Are you saying the problems other counties are having and have had are not relevant to your Fish Farms on the coast of B.C.?[/QUOTE]

They are not MY fish farms, I have no connection at all to any fish farming activity.
None.
But to answer your question .... yes. After 40 years of salmon farming here on the Pacific coast, give me an example of how ff have impacted wild stocks at the population level. While you're thinking about that, consider habitat destruction, climate change, over fishing, blah, blah...
 
I have read and heard quite a bit of nonsense and denials from the pro-farm lobby - but to suggest that the risks and impacts other jurisdictions have both already realized and are yet in the process of understanding - the impacts from the open net-pen technology - are not pertinent/relevant in the Pacific is probably the most absurd and irresponsible response I have yet seen/read. as I wrote on 08 Sept (http://www.sportfishingbc.com/forum...first-nation-leaders.64127/page-9#post-803267):
I consider anyone who thinks the Pacific Ocean is somehow immune from the same problems as the Atlantic presumably due to some "magic wand" held by the PR firms of the BCSFA - deluded and/or naive and irresponsible.
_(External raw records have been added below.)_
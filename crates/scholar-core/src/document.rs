//! Uploaded files. Bytes live on disk, addressed by content hash; only
//! metadata is stored in the database.

use chrono::{DateTime, Utc};
use serde::{Deserialize, Serialize};
use uuid::Uuid;

#[derive(Debug, Clone, PartialEq, Eq, Serialize, Deserialize)]
pub struct Document {
  pub document_id:  Uuid,
  pub scholar_id:   Uuid,
  /// Sanitised client-supplied file name, used for `Content-Disposition`.
  pub file_name:    String,
  pub media_type:   String,
  /// SHA-256 hex digest; also the blob's file name on disk.
  pub content_hash: String,
  pub size:         u64,
  pub uploaded_by:  Uuid,
  pub uploaded_at:  DateTime<Utc>,
}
I certainly wouldn't expect this perspective from our professional fish farm regulators. yet, somehow - that perspective exists in the aquaculture branch of DFO; and apparently in a few, rare individuals in DFO that consider that their attachments to their coworkers in the aquaculture branch precludes them from using their own common sense and precautionary approach - thereby avoiding being responsible public servants and regulators.
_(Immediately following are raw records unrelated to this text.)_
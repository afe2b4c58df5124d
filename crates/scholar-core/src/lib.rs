//! Core types and trait definitions for the scholar portal.
//!
//! This crate is deliberately free of HTTP and database dependencies.
//! All other crates depend on it.

pub mod access;
pub mod dates;
pub mod document;
pub mod error;
pub mod forum;
pub mod publication;
pub mod scholar;
pub mod session;
pub mod store;
pub mod upcoming;
pub mod user;

pub use error::{Error, Result};
//! `GET /upcoming/:category[?now=<rfc3339>]`
//!
//! Returns, for every scholar the caller can see, the single nearest record
//! of the requested category that is still ahead and not yet held, sorted by
//! date. `category` is one of `meetings`, `milestones`, `all`.

use std::{str::FromStr, sync::Arc};

use axum::{
  Extension, Json,
  extract::{Path, Query, State},
};
use chrono::{DateTime, Utc};
use scholar_core::{
  access::Actor,
  store::PortalStore,
  upcoming::{Category, UpcomingEntry, find_nearest_upcoming},
};
use serde::Deserialize;

use crate::error::ApiError;

#[derive(Debug, Deserialize, Default)]
pub struct Params {
  /// Reference instant; defaults to the time of the request.
  pub now: Option<DateTime<Utc>>,
}

pub async fn handler<S>(
  State(store): State<Arc<S>>,
  Extension(actor): Extension<Actor>,
  Path(category): Path<String>,
  Query(params): Query<Params>,
) -> Result<Json<Vec<UpcomingEntry>>, ApiError>
where
  S: PortalStore,
{
  let category = Category::from_str(&category)
    .map_err(|_| ApiError::BadRequest(format!("unknown category: {category}")))?;
  let now = params.now.unwrap_or_else(Utc::now);

  let linked = store.list_linked_scholars().await.map_err(ApiError::store)?;
  let scope = actor.scope();
  let entries = find_nearest_upcoming(
    &linked,
    now,
    |s| category.extract(s),
    |l| scope.admits_linked(l),
  );

  tracing::debug!(
    ?category,
    scholars = linked.len(),
    entries = entries.len(),
    "upcoming computed"
  );
  Ok(Json(entries))
}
The only exception to that long list of impacts would be inbreeding with local Atlantic salmon stocks.
 
I admire your patience Shuswap, answering questions that have been answered before, so many times. Your analysis of Ray Grigg is spot on, imo.
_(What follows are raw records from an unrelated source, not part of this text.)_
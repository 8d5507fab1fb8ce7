//! Property-based tests for the parse/serialize round trip.
//!
//! Generated documents are built from nested dictionaries, arrays, strings and
//! numbers. Strings that look numeric are kept out of the strict round-trip
//! properties because the parser deliberately reads them back as numbers.

use pbxproj_core::serializer::{quote_if_needed, quote_key_if_needed, Serializer};
use pbxproj_core::value::looks_numeric;
use pbxproj_core::{
    parse, parse_with_options, serialize, Dictionary, Document, ParseOptions, SerializeOptions, Value,
};
use proptest::prelude::*;

// ============================================================================
// Strategies
// ============================================================================

fn arb_identifier() -> impl Strategy<Value = String> {
    prop::string::string_regex("[A-Za-z_][A-Za-z0-9_.$/-]{0,12}").unwrap()
}

/// Any string, bare-safe or not, including quotes, backslashes and newlines.
fn arb_any_string() -> impl Strategy<Value = String> {
    prop_oneof![
        arb_identifier(),
        "[ -~]{0,16}",
        "[a-z \"\\\\\n\t]{0,12}",
        "\\PC{0,8}",
    ]
}

fn arb_string() -> impl Strategy<Value = String> {
    arb_any_string().prop_filter("numeric-looking strings reparse as numbers", |s| !looks_numeric(s))
}

fn arb_number() -> impl Strategy<Value = f64> {
    prop_oneof![
        (-100_000i32..100_000).prop_map(f64::from),
        (-1.0e9f64..1.0e9),
    ]
}

fn arb_value() -> impl Strategy<Value = Value> {
    let leaf = prop_oneof![
        arb_number().prop_map(Value::Number),
        arb_string().prop_map(Value::String),
    ];
    leaf.prop_recursive(4, 48, 6, |inner| {
        prop_oneof![
            prop::collection::vec(inner.clone(), 0..6).prop_map(Value::Array),
            prop::collection::vec((arb_any_string(), inner), 0..6)
                .prop_map(|pairs| Value::Dictionary(pairs.into_iter().collect())),
        ]
    })
}

fn arb_record() -> impl Strategy<Value = Dictionary> {
    prop::collection::vec((arb_identifier(), arb_value()), 0..6)
        .prop_map(|pairs| pairs.into_iter().collect())
}

fn arb_document() -> impl Strategy<Value = Document> {
    (
        arb_number(),
        arb_number(),
        prop::collection::vec((arb_any_string(), arb_record()), 0..6),
        arb_string(),
    )
        .prop_map(|(archive, object, objects, root)| Document {
            archive_version: Value::Number(archive),
            object_version: Value::Number(object),
            objects: objects
                .into_iter()
                .map(|(id, record)| (id, Value::Dictionary(record)))
                .collect(),
            root_object: Value::String(root),
            ..Document::default()
        })
}

/// Like `arb_value` but also produces nulls and numeric-looking strings.
fn arb_loose_value() -> impl Strategy<Value = Value> {
    let leaf = prop_oneof![
        Just(Value::Null),
        arb_number().prop_map(Value::Number),
        arb_any_string().prop_map(Value::String),
        "-?[0-9]{1,4}(\\.[0-9]{1,3})?".prop_map(Value::String),
    ];
    leaf.prop_recursive(3, 32, 5, |inner| {
        prop_oneof![
            prop::collection::vec(inner.clone(), 0..5).prop_map(Value::Array),
            prop::collection::vec((arb_identifier(), inner), 0..5)
                .prop_map(|pairs| Value::Dictionary(pairs.into_iter().collect())),
        ]
    })
}

fn arb_loose_document() -> impl Strategy<Value = Document> {
    (
        arb_loose_value(),
        arb_loose_value(),
        prop::collection::vec((arb_identifier(), arb_loose_value()), 0..5),
        arb_loose_value(),
        prop::collection::vec(("x_[a-z]{1,6}", arb_loose_value()), 0..3),
    )
        .prop_map(|(archive, object, objects, root, extra)| Document {
            archive_version: archive,
            object_version: object,
            objects: objects.into_iter().collect(),
            root_object: root,
            classes: Dictionary::new(),
            extra: extra.into_iter().collect(),
        })
}

fn matches_bareword_shape(s: &str) -> bool {
    let mut chars = s.chars();
    let first_ok = chars
        .next()
        .is_some_and(|c| c.is_ascii_alphabetic() || c == '_');
    first_ok
        && chars.all(|c| c.is_ascii_alphanumeric() || "_.$/-".contains(c))
}

fn render(value: &Value) -> String {
    Serializer::new(&SerializeOptions::stripped()).serialize_value(value, 0)
}

// ============================================================================
// Properties
// ============================================================================

proptest! {
    #[test]
    fn prop_round_trip(doc in arb_document()) {
        let text = serialize(&doc, &SerializeOptions::stripped());
        let reparsed = parse(&text).map_err(|e| TestCaseError::fail(format!("{e}\n{text}")))?;
        prop_assert_eq!(&reparsed.archive_version, &doc.archive_version);
        prop_assert_eq!(&reparsed.object_version, &doc.object_version);
        prop_assert_eq!(&reparsed.objects, &doc.objects);
        prop_assert_eq!(&reparsed.root_object, &doc.root_object);
    }

    #[test]
    fn prop_round_trip_with_generated_comments(doc in arb_document()) {
        let text = serialize(&doc, &SerializeOptions::generated());
        let reparsed = parse(&text).map_err(|e| TestCaseError::fail(format!("{e}\n{text}")))?;
        prop_assert_eq!(&reparsed.objects, &doc.objects);
    }

    #[test]
    fn prop_serialize_is_idempotent(doc in arb_loose_document()) {
        let options = SerializeOptions::stripped();
        let first = serialize(&parse(&serialize(&doc, &options)).unwrap(), &options);
        let second = serialize(&parse(&first).unwrap(), &options);
        prop_assert_eq!(first, second);
    }

    #[test]
    fn prop_quoting_law(s in arb_any_string()) {
        let rendered = quote_if_needed(&s);
        let bare = !rendered.starts_with('"');
        prop_assert_eq!(bare, matches_bareword_shape(&s));
        if bare {
            prop_assert_eq!(&rendered, &s);
        }

        let options = ParseOptions::new().with_coerce_quoted_numbers(false);
        let doc = parse_with_options(&format!("v = {rendered};"), options).unwrap();
        prop_assert_eq!(doc.extra.get("v"), Some(&Value::String(s)));
    }

    #[test]
    fn prop_keys_round_trip(key in prop_oneof![arb_any_string(), "[0-9A-F]{24}", "[/a-z0-9.-]{1,8}"]) {
        let rendered = quote_key_if_needed(&key);
        let doc = parse(&format!("x = {{ {rendered} = 1; }};")).unwrap();
        let inner = doc.extra.get("x").and_then(Value::as_dictionary).unwrap();
        prop_assert_eq!(inner.keys().collect::<Vec<_>>(), vec![&key]);
    }

    #[test]
    fn prop_scalar_arrays_fold_onto_one_line(
        items in prop::collection::vec(
            prop_oneof![
                arb_number().prop_map(Value::Number),
                arb_identifier().prop_map(Value::String),
            ],
            1..8,
        )
    ) {
        let text = render(&Value::Array(items.clone()));
        prop_assert!(!text.contains('\n'));
        let expected: Vec<String> = items.iter().map(render).collect();
        prop_assert_eq!(text, format!("({})", expected.join(", ")));
    }

    #[test]
    fn prop_arrays_with_dictionaries_unfold(
        before in prop::collection::vec(arb_identifier().prop_map(Value::String), 0..3),
        pairs in prop::collection::vec((arb_identifier(), arb_identifier()), 1..5),
    ) {
        let record: Dictionary = pairs
            .into_iter()
            .map(|(key, value)| (key, Value::String(value)))
            .collect();
        let mut items = before;
        items.push(Value::Dictionary(record));
        let text = render(&Value::Array(items.clone()));
        prop_assert!(text.starts_with("(\n"));
        prop_assert!(text.ends_with("\n)"));
        let element_lines = text.lines().filter(|line| line.starts_with("  ") && !line.starts_with("   ")).count();
        // every element starts on its own line at one level of indent; the
        // closing brace of the dictionary also sits at that level
        prop_assert_eq!(element_lines, items.len() + 1);
    }
}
We pro salmon farmers can't and don't deny salmon farms in areas of indigenous Atlantic's have caused possibly irreparable damage ... from interbreeding. And, as that can't happen here that's why the Pacific coast is so irrelevant to this discussion regarding other countries. Please, get over this point and look for another scapegoat for declining wild Pacific salmon. Start looking at the science of climate change and it's effects on the ocean and freshwater productivity and especially, overfishing, including sports fisheries.

Yeah, that's you.

Nothing strange with agreeing with a professional biologist on this issue, aa.
Don't forget about the damage to salmon stocks from Bigfoot, little green men and the boogeyman.